Jul 12, 2018 | News & Updates

The climate crisis is being felt by communities around the world everyday, disproportionately so by those who have been historically disadvantaged and marginalized.

The good news is that there are real solutions led by those on the frontlines of building an equitable and democratic future. There is a bottom-up approach to addressing climate change and it’s happening right now all across the country and the world. Although the stakes couldn’t be higher, the climate crisis can be understood not only as a threat but also an opportunity to chart a different course — a just transition to a new economy.

The New Economy Coalition (NEC) and the Media Consortium (TMC) are proud to announce the New Economies Reporting Project‘s 2018 Climate Solutions Fellows:

Alex Lubben, Freelance Journalist 
Alexandra Tempus, The Progressive
Ankita Anand, Freelance Journalist 
Anna Buss, Free Speech TV & KPFK
Audrea Lim, Freelance Journalist
Dharna Noor, The Real News Network
Eillie Anziliotti, Fast Company
Jennifer Hsu, WNYC
Jesenia De Moya, Philadelphia Media Network
Karen Cruz Orduña, CBS News
Kateri Zuni, Generation Justice
Lyndsey Gilpin, Freelance Journalist 
Salaam Green, Freelance Journalist 
Sarah Craig, KQED

Fellows were chosen from a pool of over 60 applicants and selected through a judging process anchored by journalists Oscar Perry Abello of Next City and Kate Aronoff of The Intercept as well as Jo Ellen Kaiser of The Media Consortium.

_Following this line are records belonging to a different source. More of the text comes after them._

//! Captured tracing output
//!
//! Lets a test assert on what was logged, e.g. how many alerts one failed
//! request produced.

use std::io::Write;
use std::sync::{Arc, Mutex};

use tracing::subscriber::DefaultGuard;

#[derive(Clone, Default)]
pub struct CapturedLogs(Arc<Mutex<Vec<u8>>>);

impl CapturedLogs {
    /// Route this thread's events into a buffer until the guard is dropped.
    /// Use from a current-thread runtime so every task logs here.
    pub fn install() -> (Self, DefaultGuard) {
        let logs = Self::default();
        let writer = logs.clone();
        let subscriber = tracing_subscriber::fmt()
            .with_ansi(false)
            .with_writer(move || writer.clone())
            .finish();
        (logs, tracing::subscriber::set_default(subscriber))
    }

    /// Occurrences of `needle` in everything logged so far
    pub fn count(&self, needle: &str) -> usize {
        let bytes = self.0.lock().unwrap();
        String::from_utf8_lossy(&bytes).matches(needle).count()
    }
}

impl Write for CapturedLogs {
    fn write(&mut self, buf: &[u8]) -> std::io::Result<usize> {
        self.0.lock().unwrap().extend_from_slice(buf);
        Ok(buf.len())
    }

    fn flush(&mut self) -> std::io::Result<()> {
        Ok(())
    }
}
//! In-memory adapter for RatingStore
//!
//! Each entity owns a shard: an async write lock that serializes writers of
//! that entity only, and the committed state behind a synchronous `RwLock`.
//! A transaction holds the write lock, stages its changes privately and
//! publishes them under a single state write on commit, so readers see the
//! rating list and the (sum, count) pair from the same point in time.

use std::collections::{BTreeMap, HashMap};
use std::sync::{Arc, RwLock, RwLockReadGuard, RwLockWriteGuard};
use std::time::Duration;

use async_trait::async_trait;
use tokio::sync::{Mutex, OwnedMutexGuard};

use crate::domain::entities::{
    AggregateDelta, EntityAggregate, EntityId, RaterId, RatingRecord, UpsertOutcome,
};
use crate::domain::ports::{
    AggregateRepository, EntityRegistry, RatingRepository, RatingStore, StoreTransaction,
};
use crate::error::DomainError;

/// Default bound on waiting for an entity's write lock
pub const DEFAULT_LOCK_TIMEOUT: Duration = Duration::from_secs(2);

#[derive(Debug, Clone)]
struct EntityState {
    aggregate: EntityAggregate,
    ratings: BTreeMap<RaterId, i32>,
}

struct EntityShard {
    writer: Arc<Mutex<()>>,
    state: RwLock<EntityState>,
}

impl EntityShard {
    fn new(entity_id: EntityId) -> Self {
        Self {
            writer: Arc::new(Mutex::new(())),
            state: RwLock::new(EntityState {
                aggregate: EntityAggregate::empty(entity_id),
                ratings: BTreeMap::new(),
            }),
        }
    }

    fn read(&self) -> Result<RwLockReadGuard<'_, EntityState>, DomainError> {
        self.state
            .read()
            .map_err(|_| DomainError::Database("entity state lock poisoned".to_string()))
    }

    fn write(&self) -> Result<RwLockWriteGuard<'_, EntityState>, DomainError> {
        self.state
            .write()
            .map_err(|_| DomainError::Database("entity state lock poisoned".to_string()))
    }
}

/// In-process implementation of RatingStore
pub struct InMemoryRatingStore {
    shards: RwLock<HashMap<EntityId, Arc<EntityShard>>>,
    lock_timeout: Duration,
}

impl Default for InMemoryRatingStore {
    fn default() -> Self {
        Self::new(DEFAULT_LOCK_TIMEOUT)
    }
}

impl InMemoryRatingStore {
    pub fn new(lock_timeout: Duration) -> Self {
        Self {
            shards: RwLock::new(HashMap::new()),
            lock_timeout,
        }
    }

    /// Pre-register an entity
    #[cfg(test)]
    pub fn with_entity(self, entity_id: impl Into<EntityId>) -> Self {
        let entity_id = entity_id.into();
        self.shards
            .write()
            .unwrap()
            .entry(entity_id.clone())
            .or_insert_with(|| Arc::new(EntityShard::new(entity_id)));
        self
    }

    fn shard(&self, entity_id: &EntityId) -> Result<Option<Arc<EntityShard>>, DomainError> {
        let shards = self
            .shards
            .read()
            .map_err(|_| DomainError::Database("shard map lock poisoned".to_string()))?;
        Ok(shards.get(entity_id).cloned())
    }

    /// Overwrite an entity's aggregate without touching its ratings.
    #[cfg(test)]
    pub fn overwrite_aggregate(&self, entity_id: &EntityId, rating_sum: i64, rating_count: i64) {
        let shard = self.shard(entity_id).unwrap().unwrap();
        let mut state = shard.write().unwrap();
        state.aggregate.rating_sum = rating_sum;
        state.aggregate.rating_count = rating_count;
    }
}

#[async_trait]
impl RatingRepository for InMemoryRatingStore {
    async fn find_rating(
        &self,
        entity_id: &EntityId,
        rater_id: &RaterId,
    ) -> Result<Option<RatingRecord>, DomainError> {
        let Some(shard) = self.shard(entity_id)? else {
            return Ok(None);
        };
        let state = shard.read()?;
        Ok(state.ratings.get(rater_id).map(|value| RatingRecord {
            entity_id: entity_id.clone(),
            rater_id: rater_id.clone(),
            value: *value,
        }))
    }

    async fn list_ratings(&self, entity_id: &EntityId) -> Result<Vec<RatingRecord>, DomainError> {
        let Some(shard) = self.shard(entity_id)? else {
            return Ok(Vec::new());
        };
        let state = shard.read()?;
        Ok(state
            .ratings
            .iter()
            .map(|(rater_id, value)| RatingRecord {
                entity_id: entity_id.clone(),
                rater_id: rater_id.clone(),
                value: *value,
            })
            .collect())
    }
}

#[async_trait]
impl AggregateRepository for InMemoryRatingStore {
    async fn find_aggregate(
        &self,
        entity_id: &EntityId,
    ) -> Result<Option<EntityAggregate>, DomainError> {
        match self.shard(entity_id)? {
            Some(shard) => Ok(Some(shard.read()?.aggregate.clone())),
            None => Ok(None),
        }
    }

    async fn list_aggregates(&self) -> Result<Vec<EntityAggregate>, DomainError> {
        let shards: Vec<Arc<EntityShard>> = {
            let shards = self
                .shards
                .read()
                .map_err(|_| DomainError::Database("shard map lock poisoned".to_string()))?;
            shards.values().cloned().collect()
        };

        let mut aggregates = shards
            .iter()
            .map(|shard| shard.read().map(|state| state.aggregate.clone()))
            .collect::<Result<Vec<_>, _>>()?;
        aggregates.sort_by(|a, b| a.entity_id.cmp(&b.entity_id));
        Ok(aggregates)
    }
}

#[async_trait]
impl EntityRegistry for InMemoryRatingStore {
    async fn register_entity(&self, entity_id: &EntityId) -> Result<bool, DomainError> {
        let mut shards = self
            .shards
            .write()
            .map_err(|_| DomainError::Database("shard map lock poisoned".to_string()))?;
        if shards.contains_key(entity_id) {
            return Ok(false);
        }
        shards.insert(
            entity_id.clone(),
            Arc::new(EntityShard::new(entity_id.clone())),
        );
        Ok(true)
    }

    async fn entity_exists(&self, entity_id: &EntityId) -> Result<bool, DomainError> {
        Ok(self.shard(entity_id)?.is_some())
    }
}

#[async_trait]
impl RatingStore for InMemoryRatingStore {
    type Tx = InMemoryTransaction;

    async fn begin(&self, entity_id: &EntityId) -> Result<Self::Tx, DomainError> {
        let shard = self
            .shard(entity_id)?
            .ok_or_else(|| DomainError::UnknownEntity(entity_id.to_string()))?;

        let guard = tokio::time::timeout(self.lock_timeout, shard.writer.clone().lock_owned())
            .await
            .map_err(|_| {
                DomainError::Conflict(format!(
                    "timed out after {:?} waiting for entity {}",
                    self.lock_timeout, entity_id
                ))
            })?;

        Ok(InMemoryTransaction {
            entity_id: entity_id.clone(),
            shard,
            _guard: guard,
            staged_ratings: BTreeMap::new(),
            staged_delta: AggregateDelta::default(),
        })
    }
}

/// Transaction over one entity's shard. Holds the shard's write lock until
/// it is committed, rolled back or dropped.
pub struct InMemoryTransaction {
    entity_id: EntityId,
    shard: Arc<EntityShard>,
    _guard: OwnedMutexGuard<()>,
    /// `None` marks a staged deletion
    staged_ratings: BTreeMap<RaterId, Option<i32>>,
    staged_delta: AggregateDelta,
}

#[async_trait]
impl StoreTransaction for InMemoryTransaction {
    fn entity_id(&self) -> &EntityId {
        &self.entity_id
    }

    async fn current_rating(&mut self, rater_id: &RaterId) -> Result<Option<i32>, DomainError> {
        if let Some(staged) = self.staged_ratings.get(rater_id) {
            return Ok(*staged);
        }
        Ok(self.shard.read()?.ratings.get(rater_id).copied())
    }

    async fn upsert_rating(
        &mut self,
        rater_id: &RaterId,
        value: i32,
    ) -> Result<UpsertOutcome, DomainError> {
        let outcome = match self.current_rating(rater_id).await? {
            Some(previous) => UpsertOutcome::Replaced { previous },
            None => UpsertOutcome::Inserted,
        };
        self.staged_ratings.insert(rater_id.clone(), Some(value));
        Ok(outcome)
    }

    async fn delete_rating(&mut self, rater_id: &RaterId) -> Result<Option<i32>, DomainError> {
        let previous = self.current_rating(rater_id).await?;
        if previous.is_some() {
            self.staged_ratings.insert(rater_id.clone(), None);
        }
        Ok(previous)
    }

    async fn apply_delta(
        &mut self,
        delta: AggregateDelta,
    ) -> Result<EntityAggregate, DomainError> {
        let staged = self.staged_delta.combine(delta);
        let projected = self.shard.read()?.aggregate.apply(staged)?;
        self.staged_delta = staged;
        Ok(projected)
    }

    async fn commit(self) -> Result<(), DomainError> {
        let mut state = self.shard.write()?;
        let aggregate = state.aggregate.apply(self.staged_delta)?;
        for (rater_id, staged) in &self.staged_ratings {
            match staged {
                Some(value) => {
                    state.ratings.insert(rater_id.clone(), *value);
                }
                None => {
                    state.ratings.remove(rater_id);
                }
            }
        }
        state.aggregate = aggregate;
        Ok(())
    }

    async fn rollback(self) -> Result<(), DomainError> {
        Ok(())
    }
}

The goal of the fellowship is to increase the quantity and quality of journalism focused on local, regional and national climate solutions, especially stories that connect these solutions to the need and possibility of systemic change. The 2018 cohort was able to meet at New Economy Coalition biennial conference, CommonBound, and participate in a Solutions Journalism workshop led by Carolyn Robinson of the Solutions Journalism Network.

The fellowship will educate reporters about the most important and underreported climate solutions perspectives through monthly press briefings featuring many NEC members and allies. TMC will support the fellows to do cross-sector, solutions-based climate reporting throughout the fellowship.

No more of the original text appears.